Rene Goehrum: I would say the things to watch out for are continued revenue growth, continued expansion of our portfolio, so announcements around new products that have been in-licensed. The caution there is that these things take time to get ready to submit for regulatory approval and then get them out into the marketplace. But if you see a steady flow of news or information around portfolio expansion, somewhat steady, if you see a couple of announcements around new products coming, if you see continued double digit revenue growth, and I’d say a healthy profit margin.
We seek to grow profitably and we like to focus on delivering profitability through a growth curve. The ratios over time may change somewhat and that really depends on how many new products that we have in launch stage, because as a percentage of sales, new products consume more expense, relative to the sales they generate, then more mature products. It’s a pretty obvious thing.
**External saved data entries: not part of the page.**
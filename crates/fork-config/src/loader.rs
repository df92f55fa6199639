//! Configuration loading from files and environment.

use crate::presets;
use crate::types::{ChainConfig, Config, NodeBackend};
use crate::{process_env, ConfigError, EnvLookup};
use regex::Regex;
use std::path::{Path, PathBuf};
use std::sync::OnceLock;
use tracing::{debug, info};

/// Configuration loader with environment variable substitution
pub struct ConfigLoader {
	file_path: Option<PathBuf>,
	env_prefix: String,
	env: EnvLookup,
}

impl Default for ConfigLoader {
	fn default() -> Self {
		Self::new()
	}
}

impl ConfigLoader {
	pub fn new() -> Self {
		Self {
			file_path: None,
			env_prefix: "MULTIFORK_".to_string(),
			env: process_env(),
		}
	}

	/// Loads a configuration file from the process environment.
	pub fn from_file<P: AsRef<Path>>(path: P) -> Result<Config, ConfigError> {
		Self::new().with_file(path).load()
	}

	/// Builds a configuration from presets and environment variables only.
	pub fn from_env() -> Result<Config, ConfigError> {
		Self::new().load()
	}

	pub fn with_file<P: AsRef<Path>>(mut self, path: P) -> Self {
		self.file_path = Some(path.as_ref().to_path_buf());
		self
	}

	pub fn with_env_prefix(mut self, prefix: impl Into<String>) -> Self {
		self.env_prefix = prefix.into();
		self
	}

	pub fn with_env_lookup(mut self, env: EnvLookup) -> Self {
		self.env = env;
		self
	}

	/// Loads the configuration.
	///
	/// With a file the file is parsed after `${VAR}` substitution; without one
	/// the preset networks are used. Either way every preset network is
	/// present afterwards and environment overrides have been applied.
	pub fn load(&self) -> Result<Config, ConfigError> {
		let mut config = match &self.file_path {
			Some(path) => self.load_from_file(path)?,
			None => {
				info!("No configuration file given, using built-in networks");
				Config::default()
			}
		};

		for name in presets::preset_names() {
			config
				.chains
				.entry(name.to_string())
				.or_insert_with(ChainConfig::default);
		}

		self.apply_env_overrides(&mut config)?;
		Ok(config)
	}

	fn load_from_file(&self, path: &Path) -> Result<Config, ConfigError> {
		info!("Loading configuration from {:?}", path);
		let value = self.read_value(path)?;

		value
			.try_into::<Config>()
			.map_err(|e| ConfigError::ParseError(e.to_string()))
	}

	/// Reads a configuration file into an untyped TOML value.
	///
	/// JSON and YAML files are accepted by extension. Environment variables
	/// are substituted before parsing.
	pub fn read_value(&self, path: &Path) -> Result<toml::Value, ConfigError> {
		if !path.exists() {
			return Err(ConfigError::FileNotFound(path.display().to_string()));
		}

		let content = std::fs::read_to_string(path)?;
		let substituted = self.substitute_env_vars(&content)?;

		match path.extension().and_then(|s| s.to_str()) {
			Some("toml") | None => toml::from_str::<toml::Table>(&substituted)
				.map(toml::Value::Table)
				.map_err(|e| ConfigError::ParseError(format!("Failed to parse TOML: {}", e))),
			Some("json") => serde_json::from_str(&substituted)
				.map_err(|e| ConfigError::ParseError(format!("Failed to parse JSON: {}", e))),
			Some("yaml") | Some("yml") => serde_yaml::from_str(&substituted)
				.map_err(|e| ConfigError::ParseError(format!("Failed to parse YAML: {}", e))),
			Some(other) => Err(ConfigError::ParseError(format!(
				"Unsupported config format: {}",
				other
			))),
		}
	}

	/// Replaces `${VAR}` and `${VAR:-default}` with environment values.
	///
	/// Placeholders inside `#` comments are left alone.
	pub fn substitute_env_vars(&self, content: &str) -> Result<String, ConfigError> {
		let re = env_pattern();
		let mut result = String::with_capacity(content.len());

		for line in content.split_inclusive('\n') {
			let (code, comment) = line.split_at(comment_start(line).unwrap_or(line.len()));

			for cap in re.captures_iter(code) {
				let var_name = &cap[1];
				if cap.get(2).is_none() && (self.env)(var_name).is_none() {
					return Err(ConfigError::EnvVarNotFound(var_name.to_string()));
				}
			}

			let replaced = re.replace_all(code, |cap: &regex::Captures<'_>| {
				let var_name = &cap[1];
				(self.env)(var_name)
					.or_else(|| cap.get(2).map(|m| m.as_str().to_string()))
					.unwrap_or_default()
			});
			result.push_str(&replaced);
			result.push_str(comment);
		}

		Ok(result)
	}

	fn apply_env_overrides(&self, config: &mut Config) -> Result<(), ConfigError> {
		if let Some(backend) = (self.env)(&format!("{}NODE_BACKEND", self.env_prefix)) {
			config.node.backend = backend
				.parse::<NodeBackend>()
				.map_err(ConfigError::ValidationError)?;
		}

		if let Some(log_dir) = (self.env)(&format!("{}LOG_DIR", self.env_prefix)) {
			config.node.log_dir = PathBuf::from(log_dir);
		}

		let has_key = config
			.deployer
			.private_key
			.as_deref()
			.is_some_and(|key| !key.trim().is_empty());
		if !has_key {
			config.deployer.private_key = (self.env)("DEPLOYER_PRIVATE_KEY");
			if config.deployer.private_key.is_some() {
				debug!("Using deployer key from environment");
			}
		}

		for (name, chain) in config.chains.iter_mut() {
			let has_url = chain
				.rpc_url
				.as_deref()
				.is_some_and(|url| !url.trim().is_empty());
			if !has_url {
				if let Some((var, url)) = self.first_set(&presets::rpc_env_vars(name)) {
					debug!("Using RPC URL for {} from {}", name, var);
					chain.rpc_url = Some(url);
				}
			}

			if chain.block_number.is_none() {
				if let Some((var, block)) = self.first_set(&presets::block_env_vars(name)) {
					let block = block.trim().parse::<u64>().map_err(|_| {
						ConfigError::ValidationError(format!(
							"Invalid block number in {}: {}",
							var, block
						))
					})?;
					chain.block_number = Some(block);
				}
			}
		}

		Ok(())
	}

	fn first_set(&self, vars: &[String]) -> Option<(String, String)> {
		vars.iter()
			.find_map(|var| (self.env)(var).map(|value| (var.clone(), value)))
	}
}

/// Byte offset of the first `#` outside a quoted string.
fn comment_start(line: &str) -> Option<usize> {
	let mut quote = None;
	let mut escaped = false;

	for (i, c) in line.char_indices() {
		match quote {
			Some('"') if escaped => escaped = false,
			Some('"') if c == '\\' => escaped = true,
			Some(q) if c == q => quote = None,
			Some(_) => {}
			None if c == '"' || c == '\'' => quote = Some(c),
			None if c == '#' => return Some(i),
			None => {}
		}
	}

	None
}

fn env_pattern() -> &'static Regex {
	static PATTERN: OnceLock<Regex> = OnceLock::new();
	PATTERN.get_or_init(|| {
		Regex::new(r"\$\{([A-Za-z_][A-Za-z0-9_]*)(?::-([^}]*))?\}")
			.expect("environment placeholder pattern is valid")
	})
}

#[cfg(test)]
mod tests {
	use super::*;
	use crate::static_env;
	use std::io::Write;

	fn write_config(extension: &str, contents: &str) -> tempfile::NamedTempFile {
		let mut file = tempfile::Builder::new()
			.suffix(&format!(".{}", extension))
			.tempfile()
			.unwrap();
		file.write_all(contents.as_bytes()).unwrap();
		file
	}

	#[test]
	fn test_substitution_with_defaults() {
		let loader = ConfigLoader::new().with_env_lookup(static_env([("AMOY_RPC", "https://amoy")]));

		let out = loader
			.substitute_env_vars("a = \"${AMOY_RPC}\"\nb = \"${MISSING:-fallback}\"\nc = \"${EMPTY:-}\"")
			.unwrap();
		assert_eq!(out, "a = \"https://amoy\"\nb = \"fallback\"\nc = \"\"");
	}

	#[test]
	fn test_substitution_missing_var() {
		let loader = ConfigLoader::new().with_env_lookup(static_env(Vec::<(String, String)>::new()));

		let err = loader.substitute_env_vars("rpc_url = \"${NOPE}\"").unwrap_err();
		assert!(matches!(err, ConfigError::EnvVarNotFound(var) if var == "NOPE"));
	}

	#[test]
	fn test_load_toml_file() {
		let file = write_config(
			"toml",
			r#"
[node]
backend = "anvil"
startup_delay_ms = 0

[chains.sepolia]
rpc_url = "${SEPOLIA_RPC}"
block_number = 7200064

[chains.devnet]
rpc = "http://10.0.0.5:8545"
fork_port = 9545
chain_id = 1337
"#,
		);

		let config = ConfigLoader::new()
			.with_file(file.path())
			.with_env_lookup(static_env([("SEPOLIA_RPC", "https://sepolia.example.com")]))
			.load()
			.unwrap();

		assert_eq!(config.node.backend, NodeBackend::Anvil);
		assert_eq!(config.node.startup_delay_ms, 0);
		assert_eq!(
			config.chains["sepolia"].rpc_url.as_deref(),
			Some("https://sepolia.example.com")
		);
		assert_eq!(config.chains["devnet"].chain_id, Some(1337));
		// presets are merged in even when the file omits them
		assert!(config.chains.contains_key("amoy"));
	}

	#[test]
	fn test_load_json_file() {
		let file = write_config(
			"json",
			r#"{ "chains": { "amoy": { "rpcUrl": "ignored", "rpc_url": "https://amoy.example.com", "chain_id": 80002 } } }"#,
		);

		let config = ConfigLoader::new()
			.with_file(file.path())
			.with_env_lookup(static_env(Vec::<(String, String)>::new()))
			.load()
			.unwrap();

		assert_eq!(
			config.chains["amoy"].rpc_url.as_deref(),
			Some("https://amoy.example.com")
		);
	}

	#[test]
	fn test_missing_file() {
		let err = ConfigLoader::new()
			.with_file("/definitely/not/here.toml")
			.load()
			.unwrap_err();
		assert!(matches!(err, ConfigError::FileNotFound(_)));
	}

	#[test]
	fn test_env_only_config() {
		let config = ConfigLoader::new()
			.with_env_lookup(static_env([
				("ETHEREUM_RPC", "https://eth.example.com"),
				("ETH_BLOCK", "21625925"),
				("POLYGON_PROVIDER_URL", "https://polygon.example.com"),
				("AMOY_BLOCK_NUMBER", "15975574"),
				("DEPLOYER_PRIVATE_KEY", "0xabc"),
				("MULTIFORK_NODE_BACKEND", "anvil"),
			]))
			.load()
			.unwrap();

		let eth = config.resolve_fork("ethereum").unwrap();
		assert_eq!(eth.rpc_url, "https://eth.example.com");
		assert_eq!(eth.block_number, Some(21625925));

		let polygon = config.resolve_fork("polygon").unwrap();
		assert_eq!(polygon.rpc_url, "https://polygon.example.com");
		assert_eq!(polygon.block_number, None);

		assert_eq!(config.chains["amoy"].block_number, Some(15975574));
		assert!(config.resolve_fork("amoy").is_err());

		assert_eq!(config.deployer.private_key.as_deref(), Some("0xabc"));
		assert_eq!(config.node.backend, NodeBackend::Anvil);
	}

	#[test]
	fn test_file_values_win_over_env() {
		let file = write_config(
			"toml",
			r#"
[chains.ethereum]
rpc_url = "https://from-file.example.com"
block_number = 100
"#,
		);

		let config = ConfigLoader::new()
			.with_file(file.path())
			.with_env_lookup(static_env([
				("ETHEREUM_RPC", "https://from-env.example.com"),
				("ETH_BLOCK", "200"),
			]))
			.load()
			.unwrap();

		let eth = config.resolve_fork("ethereum").unwrap();
		assert_eq!(eth.rpc_url, "https://from-file.example.com");
		assert_eq!(eth.block_number, Some(100));
	}

	#[test]
	fn test_invalid_block_env() {
		let err = ConfigLoader::new()
			.with_env_lookup(static_env([("SEPOLIA_BLOCK", "latest")]))
			.load()
			.unwrap_err();
		assert!(matches!(err, ConfigError::ValidationError(msg) if msg.contains("SEPOLIA_BLOCK")));
	}

	#[test]
	fn test_placeholders_in_comments_are_ignored() {
		let loader = ConfigLoader::new().with_env_lookup(static_env([("AMOY_RPC", "https://amoy.example.com")]));

		let result = loader
			.substitute_env_vars(
				"# ${VAR} is replaced\nrpc_url = \"${AMOY_RPC}\" # or ${AMOY_PROVIDER_URL}\nname = \"a#b ${AMOY_RPC}\"\n",
			)
			.unwrap();

		assert_eq!(
			result,
			"# ${VAR} is replaced\nrpc_url = \"https://amoy.example.com\" # or ${AMOY_PROVIDER_URL}\nname = \"a#b https://amoy.example.com\"\n"
		);
	}

	#[test]
	fn test_example_config() {
		let path = Path::new(env!("CARGO_MANIFEST_DIR")).join("../../config/multifork.toml");

		let config = ConfigLoader::new()
			.with_file(&path)
			.with_env_lookup(static_env([
				("AMOY_RPC", "https://amoy.example.com"),
				("DEPLOYER_PRIVATE_KEY", "0xabc"),
			]))
			.load()
			.unwrap();

		assert_eq!(config.deployer.private_key.as_deref(), Some("0xabc"));
		assert_eq!(config.chains["amoy"].gas_limit, Some(5_000_000));

		let amoy = config.resolve_fork("amoy").unwrap();
		assert_eq!(amoy.rpc_url, "https://amoy.example.com");
		assert_eq!(amoy.block_number, Some(15975574));
		assert!(config.resolve_fork("polygon").is_err());
	}
}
David Kretzmann: Got it. I know we’ve just about run up on our time for this conversation. Hopefully, this is the first of many conversations as we follow this story in the coming quarters and years. We’ve talked about a lot of different initiatives going on at BioSyent. I’m curious, what personally gets you most excited when you think about BioSyent over the next five years?
Rene Goehrum: It’s been a journey for me personally. I take a lot of satisfaction about the really good things that we do for patients in Canada and now in other markets around the world. A lot of it ends up being anecdotal, stories that we get from the field. Doesn’t matter if it’s in urology or in women’s health about how our products are actually helping people, helping patients, that gives me a lot of energy on a daily and weekly basis. I would also say that we’ve had many stories of how investing in our company has changed the lives of families. That gives me some measure of satisfaction.
We started this business, essentially, the pharmaceutical business from scratch. We’ve created a number of really excellent career opportunities for great people that were deemed to be, let’s say, disposable, by multinational pharmaceutical companies. Not many people come to BioSyent for their first job. I would think all three of those things give me a great deal of satisfaction. I’m a builder. I like building things.
David Kretzmann: I think that’s a great note to end on. Rene Goehrum, thank you so much for taking some time to talk to the Motley Fool at Hidden Gems Canada toady. Certainly, we’ll be following closely in the quarters and years ahead. Look forward to talking again along the way of this journey with BioSyent. Thanks again for taking the time.
Rene Goehrum: Thanks very much. It’s been a pleasure to be with you.
David Kretzmann: All right. Thanks for listening, Fools, and Fool on.